Dataset entries:
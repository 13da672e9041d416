use std::io::ErrorKind;
use std::path::{Path, PathBuf};
use std::sync::atomic::{AtomicBool, Ordering};

use async_trait::async_trait;
use tokio::fs;

use crate::error::{SessionError, SessionResult};

const ACTIVE_MARKER: &str = "active";

/// Durable boolean marker recording that guest mode is active.
#[async_trait]
pub trait GuestFlag: Send + Sync {
    async fn is_set(&self) -> SessionResult<bool>;
    async fn set(&self) -> SessionResult<()>;
    async fn clear(&self) -> SessionResult<()>;
}

/// Process-local flag for tests.
#[derive(Debug, Default)]
pub struct InMemoryGuestFlag {
    active: AtomicBool,
}

impl InMemoryGuestFlag {
    pub fn new() -> Self {
        Self::default()
    }

    /// A flag that starts out set, as if left behind by an earlier run.
    pub fn preset() -> Self {
        Self {
            active: AtomicBool::new(true),
        }
    }
}

#[async_trait]
impl GuestFlag for InMemoryGuestFlag {
    async fn is_set(&self) -> SessionResult<bool> {
        Ok(self.active.load(Ordering::SeqCst))
    }

    async fn set(&self) -> SessionResult<()> {
        self.active.store(true, Ordering::SeqCst);
        Ok(())
    }

    async fn clear(&self) -> SessionResult<()> {
        self.active.store(false, Ordering::SeqCst);
        Ok(())
    }
}

/// Flag persisted as a small marker file; survives process restarts.
#[derive(Clone, Debug)]
pub struct FsGuestFlag {
    path: PathBuf,
}

impl FsGuestFlag {
    pub fn new(path: impl Into<PathBuf>) -> Self {
        Self { path: path.into() }
    }

    pub fn path(&self) -> &Path {
        &self.path
    }
}

fn flag_err(path: &Path, e: std::io::Error) -> SessionError {
    SessionError::GuestFlag(format!("{}: {}", path.display(), e))
}

#[async_trait]
impl GuestFlag for FsGuestFlag {
    async fn is_set(&self) -> SessionResult<bool> {
        match fs::read_to_string(&self.path).await {
            Ok(contents) => Ok(contents.trim() == ACTIVE_MARKER),
            Err(e) if e.kind() == ErrorKind::NotFound => Ok(false),
            Err(e) => Err(flag_err(&self.path, e)),
        }
    }

    async fn set(&self) -> SessionResult<()> {
        if let Some(parent) = self.path.parent() {
            fs::create_dir_all(parent)
                .await
                .map_err(|e| flag_err(&self.path, e))?;
        }
        fs::write(&self.path, ACTIVE_MARKER)
            .await
            .map_err(|e| flag_err(&self.path, e))
    }

    async fn clear(&self) -> SessionResult<()> {
        match fs::remove_file(&self.path).await {
            Ok(()) => Ok(()),
            Err(e) if e.kind() == ErrorKind::NotFound => Ok(()),
            Err(e) => Err(flag_err(&self.path, e)),
        }
    }
}
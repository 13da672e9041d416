use std::collections::HashMap;
use std::sync::{PoisonError, RwLock};

use async_trait::async_trait;
use bytes::Bytes;

use folio_types::{MediaBlob, ProjectId};

use crate::error::{BlobError, BlobResult};
use crate::manifest::BlobManifest;
use crate::traits::BlobStore;

struct Entry {
    manifest: BlobManifest,
    data: Bytes,
}

/// In-memory, HashMap-based blob store.
///
/// Intended for tests and embedding. An optional capacity caps the total
/// payload bytes held; a `put` that would exceed it fails with
/// [`BlobError::QuotaExceeded`].
pub struct InMemoryBlobStore {
    blobs: RwLock<HashMap<ProjectId, Entry>>,
    capacity: Option<u64>,
}

impl InMemoryBlobStore {
    /// Create a new empty store with no capacity limit.
    pub fn new() -> Self {
        Self {
            blobs: RwLock::new(HashMap::new()),
            capacity: None,
        }
    }

    /// Create a new empty store holding at most `bytes` of payload.
    pub fn with_capacity(bytes: u64) -> Self {
        Self {
            blobs: RwLock::new(HashMap::new()),
            capacity: Some(bytes),
        }
    }

    /// Number of blobs currently stored.
    pub fn len(&self) -> usize {
        self.blobs.read().unwrap_or_else(PoisonError::into_inner).len()
    }

    /// Returns `true` if the store is empty.
    pub fn is_empty(&self) -> bool {
        self.len() == 0
    }

    /// Total payload bytes across all stored blobs.
    pub fn total_bytes(&self) -> u64 {
        self.blobs
            .read()
            .unwrap_or_else(PoisonError::into_inner)
            .values()
            .map(|e| e.manifest.size)
            .sum()
    }

    /// Return a sorted list of all ids in the store.
    pub fn all_ids(&self) -> Vec<ProjectId> {
        let map = self.blobs.read().unwrap_or_else(PoisonError::into_inner);
        let mut ids: Vec<ProjectId> = map.keys().cloned().collect();
        ids.sort();
        ids
    }
}

impl Default for InMemoryBlobStore {
    fn default() -> Self {
        Self::new()
    }
}

fn poisoned<T>(_: PoisonError<T>) -> BlobError {
    BlobError::Unavailable("lock poisoned".into())
}

#[async_trait]
impl BlobStore for InMemoryBlobStore {
    async fn put(&self, id: &ProjectId, blob: &MediaBlob) -> BlobResult<()> {
        let mut map = self.blobs.write().map_err(poisoned)?;
        if let Some(capacity) = self.capacity {
            let used: u64 = map
                .iter()
                .filter(|(k, _)| *k != id)
                .map(|(_, e)| e.manifest.size)
                .sum();
            let available = capacity.saturating_sub(used);
            if blob.len() > available {
                return Err(BlobError::QuotaExceeded(format!(
                    "need {} bytes, {} available",
                    blob.len(),
                    available
                )));
            }
        }
        map.insert(
            id.clone(),
            Entry {
                manifest: BlobManifest::describe(id, blob),
                data: blob.data.clone(),
            },
        );
        Ok(())
    }

    async fn get(&self, id: &ProjectId) -> BlobResult<Option<MediaBlob>> {
        let map = self.blobs.read().map_err(poisoned)?;
        Ok(map
            .get(id)
            .map(|e| MediaBlob::new(e.manifest.media_type.clone(), e.data.clone())))
    }

    async fn manifest(&self, id: &ProjectId) -> BlobResult<Option<BlobManifest>> {
        let map = self.blobs.read().map_err(poisoned)?;
        Ok(map.get(id).map(|e| e.manifest.clone()))
    }

    async fn delete(&self, id: &ProjectId) -> BlobResult<bool> {
        let mut map = self.blobs.write().map_err(poisoned)?;
        Ok(map.remove(id).is_some())
    }
}

impl std::fmt::Debug for InMemoryBlobStore {
    fn fmt(&self, f: &mut std::fmt::Formatter<'_>) -> std::fmt::Result {
        f.debug_struct("InMemoryBlobStore")
            .field("blob_count", &self.len())
            .field("capacity", &self.capacity)
            .finish()
    }
}

#[cfg(test)]
mod tests {
    use super::*;

    fn id(s: &str) -> ProjectId {
        ProjectId::new(s).unwrap()
    }

    fn blob(content: &[u8]) -> MediaBlob {
        MediaBlob::new("image/png", content.to_vec())
    }

    #[tokio::test]
    async fn put_and_get() {
        let store = InMemoryBlobStore::new();
        store.put(&id("1"), &blob(b"hello")).await.unwrap();

        let read_back = store.get(&id("1")).await.unwrap().expect("should exist");
        assert_eq!(read_back, blob(b"hello"));
        assert_eq!(read_back.media_type, "image/png");
    }

    #[tokio::test]
    async fn get_missing_returns_none() {
        let store = InMemoryBlobStore::new();
        assert!(store.get(&id("missing")).await.unwrap().is_none());
        assert!(!store.exists(&id("missing")).await.unwrap());
    }

    #[tokio::test]
    async fn put_replaces_existing() {
        let store = InMemoryBlobStore::new();
        store.put(&id("1"), &blob(b"old")).await.unwrap();
        store.put(&id("1"), &blob(b"newer")).await.unwrap();
        assert_eq!(store.len(), 1);
        assert_eq!(store.get(&id("1")).await.unwrap().unwrap().data, &b"newer"[..]);
    }

    #[tokio::test]
    async fn delete_present_and_missing() {
        let store = InMemoryBlobStore::new();
        store.put(&id("1"), &blob(b"x")).await.unwrap();
        assert!(store.delete(&id("1")).await.unwrap());
        assert!(!store.exists(&id("1")).await.unwrap());
        assert!(!store.delete(&id("1")).await.unwrap());
    }

    #[tokio::test]
    async fn manifest_records_type_and_size() {
        let store = InMemoryBlobStore::new();
        store.put(&id("9"), &MediaBlob::new("video/mp4", vec![0u8; 10])).await.unwrap();
        let manifest = store.manifest(&id("9")).await.unwrap().unwrap();
        assert_eq!(manifest.media_type, "video/mp4");
        assert_eq!(manifest.size, 10);
        assert!(manifest.stored_at.as_millis() > 0);
    }

    #[tokio::test]
    async fn capacity_is_enforced() {
        let store = InMemoryBlobStore::with_capacity(8);
        store.put(&id("a"), &blob(b"12345")).await.unwrap();
        let err = store.put(&id("b"), &blob(b"12345")).await.unwrap_err();
        assert!(err.is_quota_exceeded());
        assert_eq!(store.len(), 1);
    }

    #[tokio::test]
    async fn replacing_does_not_double_count_capacity() {
        let store = InMemoryBlobStore::with_capacity(8);
        store.put(&id("a"), &blob(b"12345")).await.unwrap();
        store.put(&id("a"), &blob(b"1234567")).await.unwrap();
        assert_eq!(store.total_bytes(), 7);
    }

    #[tokio::test]
    async fn all_ids_is_sorted() {
        let store = InMemoryBlobStore::new();
        for k in ["3", "1", "2"] {
            store.put(&id(k), &blob(k.as_bytes())).await.unwrap();
        }
        assert_eq!(store.all_ids(), vec![id("1"), id("2"), id("3")]);
    }

    #[test]
    fn debug_format() {
        let store = InMemoryBlobStore::with_capacity(1);
        let debug = format!("{store:?}");
        assert!(debug.contains("InMemoryBlobStore"));
        assert!(debug.contains("blob_count"));
    }
}
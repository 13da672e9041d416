use std::path::PathBuf;

use clap::{Args, Parser, Subcommand};

#[derive(Parser)]
#[command(
    name = "folio",
    about = "Folio — organize projects and their media, signed in or offline",
    version,
)]
pub struct Cli {
    #[command(subcommand)]
    pub command: Command,

    #[arg(short, long, global = true)]
    pub verbose: bool,

    #[arg(long, global = true, default_value = "text")]
    pub format: OutputFormat,

    /// Directory holding projects, media, and session state
    #[arg(long, global = true)]
    pub data_dir: Option<PathBuf>,

    /// Configuration file (defaults to <data-dir>/folio.toml)
    #[arg(long, global = true)]
    pub config: Option<PathBuf>,
}

#[derive(Clone, Copy, Debug, PartialEq, Eq, clap::ValueEnum)]
pub enum OutputFormat {
    Text,
    Json,
}

#[derive(Subcommand)]
pub enum Command {
    /// Sign in with the identity provider
    Login,
    /// Continue offline as a guest
    Guest,
    /// Leave the current session
    Logout,
    /// Show the current session
    Whoami,
    /// List projects, newest first
    List(ListArgs),
    /// Create a project
    Add(AddArgs),
    /// Delete projects
    Rm(RmArgs),
    /// Show or export a project's media
    Media(MediaArgs),
    /// Show the effective configuration
    Config(ConfigArgs),
}

#[derive(Args)]
pub struct ListArgs {
    #[arg(short = 'n', long)]
    pub limit: Option<usize>,
}

#[derive(Args)]
pub struct AddArgs {
    #[arg(short, long)]
    pub title: String,
    #[arg(short, long, default_value = "")]
    pub desc: String,
    /// Media file to attach
    #[arg(short, long)]
    pub file: Option<PathBuf>,
    /// Media type of the attachment (guessed from the extension if omitted)
    #[arg(long = "type", requires = "file")]
    pub media_type: Option<String>,
}

#[derive(Args)]
pub struct RmArgs {
    #[arg(required = true)]
    pub ids: Vec<String>,
}

#[derive(Args)]
pub struct MediaArgs {
    pub id: String,
    /// Write the media bytes to this path
    #[arg(short, long)]
    pub out: Option<PathBuf>,
}

#[derive(Args)]
pub struct ConfigArgs {
    /// Write the effective configuration to <data-dir>/folio.toml
    #[arg(long)]
    pub init: bool,
}
use std::path::{Path, PathBuf};

use anyhow::{bail, Context};
use bytes::Bytes;
use colored::Colorize;
use serde_json::json;

use folio_core::{
    Folio, FolioConfig, MediaBlob, MediaKind, ProjectId, ProjectRecord, Session, SessionChange,
    Timestamp,
};

use crate::cli::*;

const CONFIG_FILE: &str = "folio.toml";

pub async fn run_command(cli: Cli) -> anyhow::Result<()> {
    let config = load_config(cli.config.as_deref(), cli.data_dir.as_deref())?;
    let format = cli.format;

    if let Command::Config(args) = &cli.command {
        return cmd_config(&config, args, format).await;
    }

    let folio = Folio::open(&config).await?;
    let started = folio.start().await;

    match cli.command {
        Command::Login => {
            let change = folio.sign_in().await?;
            report_session(&change, format)
        }
        Command::Guest => {
            let change = folio.enter_guest().await?;
            report_session(&change, format)
        }
        Command::Logout => {
            let change = folio.sign_out().await?;
            report_session(&change, format)
        }
        Command::Whoami => report_session(&started, format),
        Command::List(args) => {
            require_projects(&started)?;
            cmd_list(&folio, args, format)
        }
        Command::Add(args) => {
            require_session(&started)?;
            cmd_add(&folio, args, format).await
        }
        Command::Rm(args) => {
            require_session(&started)?;
            cmd_rm(&folio, args).await
        }
        Command::Media(args) => {
            require_projects(&started)?;
            cmd_media(&folio, args, format).await
        }
        Command::Config(_) => Ok(()),
    }
}

/// Resolve the configuration: an explicit `--config` file, else
/// `<data-dir>/folio.toml` when present, else defaults. `--data-dir` always
/// wins over the file's `data_dir`.
pub fn load_config(path: Option<&Path>, data_dir: Option<&Path>) -> anyhow::Result<FolioConfig> {
    let mut config = match path {
        Some(path) => FolioConfig::load(path)?,
        None => {
            let dir = data_dir
                .map(Path::to_path_buf)
                .unwrap_or_else(|| FolioConfig::default().data_dir);
            let candidate = dir.join(CONFIG_FILE);
            if candidate.is_file() {
                FolioConfig::load(&candidate)?
            } else {
                FolioConfig::default()
            }
        }
    };
    if let Some(dir) = data_dir {
        config.data_dir = dir.to_path_buf();
    }
    Ok(config)
}

fn require_session(started: &SessionChange) -> anyhow::Result<()> {
    if started.session.is_signed_out() {
        bail!("not signed in; run `folio login` or `folio guest` first");
    }
    Ok(())
}

fn require_projects(started: &SessionChange) -> anyhow::Result<()> {
    require_session(started)?;
    if let Some(e) = &started.load_error {
        bail!("could not load projects: {e}");
    }
    Ok(())
}

// ---- Session ----

fn report_session(change: &SessionChange, format: OutputFormat) -> anyhow::Result<()> {
    let session = &change.session;
    match format {
        OutputFormat::Json => {
            let out = json!({
                "state": session.label(),
                "display_name": session.display_name(),
                "namespace": session.namespace().map(|ns| ns.storage_key()),
                "load_error": change.load_error.as_ref().map(ToString::to_string),
            });
            println!("{}", serde_json::to_string_pretty(&out)?);
        }
        OutputFormat::Text => {
            match session {
                Session::SignedOut => println!("{}", "Signed out.".dimmed()),
                Session::Guest => println!(
                    "{} {} — projects are stored on this device only",
                    "●".yellow(),
                    session.display_name().unwrap_or_default().bold()
                ),
                Session::Authenticated(profile) => {
                    let name = profile.display_name.bold();
                    println!("{} Signed in as {}", "✓".green().bold(), name);
                    if let Some(email) = &profile.email {
                        println!("  Email: {}", email);
                    }
                    println!("  User: {}", profile.user_id.as_str().cyan());
                }
            }
            if let Some(e) = &change.load_error {
                eprintln!("{} projects unavailable: {}", "warning:".yellow().bold(), e);
            }
        }
    }
    Ok(())
}

// ---- Projects ----

fn cmd_list(folio: &Folio, args: ListArgs, format: OutputFormat) -> anyhow::Result<()> {
    let mut projects = folio.projects();
    if let Some(limit) = args.limit {
        projects.truncate(limit);
    }

    if format == OutputFormat::Json {
        println!("{}", serde_json::to_string_pretty(&projects)?);
        return Ok(());
    }

    if projects.is_empty() {
        println!("No projects yet. Create one with `folio add --title <title>`.");
        return Ok(());
    }
    for record in &projects {
        print_record(record);
    }
    Ok(())
}

fn print_record(record: &ProjectRecord) {
    println!(
        "{}  {}  {}",
        record.id.as_str().yellow(),
        format_date(record.created_at).dimmed(),
        record.title.bold()
    );
    println!("  {}", kind_label(record.media_kind()).cyan());
    if !record.description.is_empty() {
        println!("  {}", record.description);
    }
}

async fn cmd_add(folio: &Folio, args: AddArgs, format: OutputFormat) -> anyhow::Result<()> {
    let file = match &args.file {
        Some(path) => {
            let data = tokio::fs::read(path)
                .await
                .with_context(|| format!("cannot read {}", path.display()))?;
            let media_type = args
                .media_type
                .clone()
                .unwrap_or_else(|| guess_media_type(path).to_string());
            Some(MediaBlob::new(media_type, Bytes::from(data)))
        }
        None => None,
    };

    let record = folio.create(&args.title, &args.desc, file).await?;
    match format {
        OutputFormat::Json => println!("{}", serde_json::to_string_pretty(&record)?),
        OutputFormat::Text => {
            println!("{} Created project {}", "✓".green().bold(), record.id.as_str().yellow());
            println!("  Title: {}", record.title);
            println!("  Media: {}", kind_label(record.media_kind()).cyan());
        }
    }
    Ok(())
}

async fn cmd_rm(folio: &Folio, args: RmArgs) -> anyhow::Result<()> {
    for raw in &args.ids {
        let id = ProjectId::new(raw.as_str())?;
        if folio.delete(&id).await? {
            println!("{} Deleted project {}", "✓".green(), id.as_str().yellow());
        } else {
            println!("No project {}", id.as_str().yellow());
        }
    }
    Ok(())
}

async fn cmd_media(folio: &Folio, args: MediaArgs, format: OutputFormat) -> anyhow::Result<()> {
    let id = ProjectId::new(args.id.as_str())?;
    let Some(blob) = folio.media_for(&id).await else {
        bail!("no media available for project {id}");
    };

    if let Some(out) = &args.out {
        tokio::fs::write(out, &blob.data)
            .await
            .with_context(|| format!("cannot write {}", out.display()))?;
    }

    match format {
        OutputFormat::Json => {
            let out = json!({
                "id": id.as_str(),
                "type": blob.media_type,
                "kind": blob.kind().as_str(),
                "bytes": blob.len(),
                "written_to": args.out.as_ref().map(|p| p.display().to_string()),
            });
            println!("{}", serde_json::to_string_pretty(&out)?);
        }
        OutputFormat::Text => {
            println!(
                "{} ({}, {} bytes)",
                kind_label(blob.kind()).cyan(),
                blob.media_type,
                blob.len()
            );
            if let Some(out) = &args.out {
                println!("{} Wrote {}", "✓".green(), out.display());
            }
        }
    }
    Ok(())
}

// ---- Config ----

async fn cmd_config(
    config: &FolioConfig,
    args: &ConfigArgs,
    format: OutputFormat,
) -> anyhow::Result<()> {
    if args.init {
        let path: PathBuf = config.data_dir.join(CONFIG_FILE);
        if path.exists() {
            bail!("{} already exists", path.display());
        }
        tokio::fs::create_dir_all(&config.data_dir).await?;
        tokio::fs::write(&path, config.to_toml_string()?).await?;
        println!("{} Wrote {}", "✓".green().bold(), path.display());
        return Ok(());
    }

    match format {
        OutputFormat::Json => println!("{}", serde_json::to_string_pretty(config)?),
        OutputFormat::Text => print!("{}", config.to_toml_string()?),
    }
    Ok(())
}

// ---- Helpers ----

fn kind_label(kind: MediaKind) -> &'static str {
    match kind {
        MediaKind::None => "text only",
        MediaKind::Image => "image",
        MediaKind::Video => "video",
        MediaKind::OtherBinary => "file",
    }
}

fn format_date(ts: Timestamp) -> String {
    i64::try_from(ts.as_millis())
        .ok()
        .and_then(chrono::DateTime::<chrono::Utc>::from_timestamp_millis)
        .map(|dt| dt.format("%Y-%m-%d %H:%M UTC").to_string())
        .unwrap_or_else(|| ts.to_string())
}

/// Media type for a file, from its extension.
pub fn guess_media_type(path: &Path) -> &'static str {
    let ext = path
        .extension()
        .and_then(|e| e.to_str())
        .map(str::to_ascii_lowercase)
        .unwrap_or_default();
    match ext.as_str() {
        "png" => "image/png",
        "jpg" | "jpeg" => "image/jpeg",
        "gif" => "image/gif",
        "webp" => "image/webp",
        "svg" => "image/svg+xml",
        "mp4" => "video/mp4",
        "webm" => "video/webm",
        "mov" => "video/quicktime",
        "pdf" => "application/pdf",
        "zip" => "application/zip",
        "txt" => "text/plain",
        _ => "application/octet-stream",
    }
}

Work request:
If a line in the entries above has the word "bail", copy it.

Exercise result:
use anyhow::{bail, Context};
        bail!("not signed in; run `folio login` or `folio guest` first");
        bail!("could not load projects: {e}");
        bail!("no media available for project {id}");
            bail!("{} already exists", path.display());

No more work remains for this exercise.